Os dados oficiais da Direção-geral da Saúde de 2016 ainda não estão disponíveis, mas as estatísticas dos oito anos completos de despenalização da interrupção da gravidez (2008 a 2015) mostram uma tendência de decréscimo sobretudo a partir de 2012.

Interrupções de gravidez por opção da mulher em queda desde 2012

As interrupções da gravidez por opção da mulher atingiram em 2015 o número mais baixo desde 2008, primeiro ano completo desde que entrou em vigor a lei que despenalizou o aborto até às dez semanas de gravidez.

No último relatório com os registos de interrupção da gravidez, mostra-se que quanto ao aborto por opção da mulher, houve uma diminuição de 1,9% entre 2014 e 2015, tendo sido feitas 15.873 interrupções por decisão da grávida nesse ano.

Entre 2008 e 2011 houve uma tendência de subida das interrupções, que começaram a descer depois a partir de 2012, com um decréscimo acentuado de 6,6% nesse ano. Também de 2013 para 2014 se verificou outra descida significativa, de 8,7%.

Em relação aos últimos dados disponíveis, relativos a 2015, o relatório mostra que metade das mulheres que abortaram por opção referiram ter um ou dois filhos, sendo que 42,3% ainda não era mãe, dados semelhantes aos verificados em anos anteriores.

Quanto a interrupções de gravidez anteriores, 70% das mulheres que decidiram abortar em 2015 nunca tinha realizado qualquer outro aborto, 21% já tinham feito uma intervenção, quase 6% tinha feito duas e 2,5% já tinham realizado três ou mais.

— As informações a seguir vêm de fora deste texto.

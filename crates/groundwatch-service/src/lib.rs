//! Incident lifecycle orchestration for the Groundwatch backend.
//!
//! Sits between the HTTP layer and the store: enforces status transition
//! rules, runs geo filtering and analytics aggregation, and publishes a
//! live event after every successful write.
//!
//! # Modules
//!
//! - [`service`] -- [`IncidentService`] and its list filter/result shapes
//! - [`error`] -- [`ServiceError`], the error every operation returns
//! - [`retention`] -- background purge of stale resolved incidents
//!
//! [`IncidentService`]: service::IncidentService
//! [`ServiceError`]: error::ServiceError

pub mod error;
pub mod retention;
pub mod service;

pub use error::ServiceError;
pub use retention::{RetentionHandle, spawn_retention};
pub use service::{
    CrowdReportFilter, CrowdReportListing, DEFAULT_LIST_LIMIT, DEFAULT_NEARBY_RADIUS_M,
    IncidentService, SosRequestFilter, SosRequestListing,
};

O documento da DGS exibe ainda que mais de sete em cada 10 abortos foram feitos em unidades oficias do Serviço Nacional de Saúde. Noutro relatório da autoridade de saúde é ainda possível perceber que entre 2001 e 2014 foram reduzindo as complicações pelo aborto ilegal a partir de 2007/2008. Verificou-se uma “redução significativa tanto do número total de complicações como do número de complicações graves a partir de 2008”, uma diminuição ainda mais nítida a partir de 2013.